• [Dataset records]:

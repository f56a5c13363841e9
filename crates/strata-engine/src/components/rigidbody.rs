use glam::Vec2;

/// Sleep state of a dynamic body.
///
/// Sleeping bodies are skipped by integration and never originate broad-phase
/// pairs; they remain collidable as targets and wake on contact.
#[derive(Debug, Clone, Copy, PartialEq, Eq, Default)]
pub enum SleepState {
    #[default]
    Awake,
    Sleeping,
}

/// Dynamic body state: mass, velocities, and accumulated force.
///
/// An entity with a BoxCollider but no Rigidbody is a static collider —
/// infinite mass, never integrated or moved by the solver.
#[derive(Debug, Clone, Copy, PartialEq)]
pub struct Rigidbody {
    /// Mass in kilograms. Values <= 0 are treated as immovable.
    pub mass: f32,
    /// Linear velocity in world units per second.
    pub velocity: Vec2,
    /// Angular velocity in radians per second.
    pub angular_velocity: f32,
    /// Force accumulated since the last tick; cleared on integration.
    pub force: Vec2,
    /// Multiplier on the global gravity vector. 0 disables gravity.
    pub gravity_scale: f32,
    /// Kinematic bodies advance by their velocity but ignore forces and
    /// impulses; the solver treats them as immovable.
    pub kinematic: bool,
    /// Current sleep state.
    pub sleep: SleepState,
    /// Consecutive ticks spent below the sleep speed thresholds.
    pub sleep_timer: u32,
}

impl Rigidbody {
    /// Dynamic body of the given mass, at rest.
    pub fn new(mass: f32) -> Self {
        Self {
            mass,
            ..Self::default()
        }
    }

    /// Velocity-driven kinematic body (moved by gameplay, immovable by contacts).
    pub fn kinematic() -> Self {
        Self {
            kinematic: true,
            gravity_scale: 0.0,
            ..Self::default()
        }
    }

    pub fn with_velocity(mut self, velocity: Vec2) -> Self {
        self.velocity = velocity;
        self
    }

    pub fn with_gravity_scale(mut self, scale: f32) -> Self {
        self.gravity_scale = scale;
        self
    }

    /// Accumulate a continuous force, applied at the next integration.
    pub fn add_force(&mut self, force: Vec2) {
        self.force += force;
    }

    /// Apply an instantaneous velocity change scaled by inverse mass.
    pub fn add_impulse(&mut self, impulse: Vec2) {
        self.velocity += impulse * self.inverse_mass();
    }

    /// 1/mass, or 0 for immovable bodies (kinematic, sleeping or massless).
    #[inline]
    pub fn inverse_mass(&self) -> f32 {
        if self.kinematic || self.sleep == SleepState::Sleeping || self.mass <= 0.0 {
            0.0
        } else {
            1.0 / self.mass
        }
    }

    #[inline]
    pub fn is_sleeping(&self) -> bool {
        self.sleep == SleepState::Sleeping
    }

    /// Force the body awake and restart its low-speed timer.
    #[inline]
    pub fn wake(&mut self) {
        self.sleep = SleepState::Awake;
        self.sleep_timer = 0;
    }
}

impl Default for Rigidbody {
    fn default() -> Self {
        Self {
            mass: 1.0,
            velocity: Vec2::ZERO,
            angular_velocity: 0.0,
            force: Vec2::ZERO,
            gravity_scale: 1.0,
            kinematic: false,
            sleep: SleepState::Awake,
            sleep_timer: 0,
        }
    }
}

• [Your task]:
Every line holding the string "Copy" should be copied here, so please find those lines in the data.

• [Solved problem]:
#[derive(Debug, Clone, Copy, PartialEq, Eq, Default)]
#[derive(Debug, Clone, Copy, PartialEq)]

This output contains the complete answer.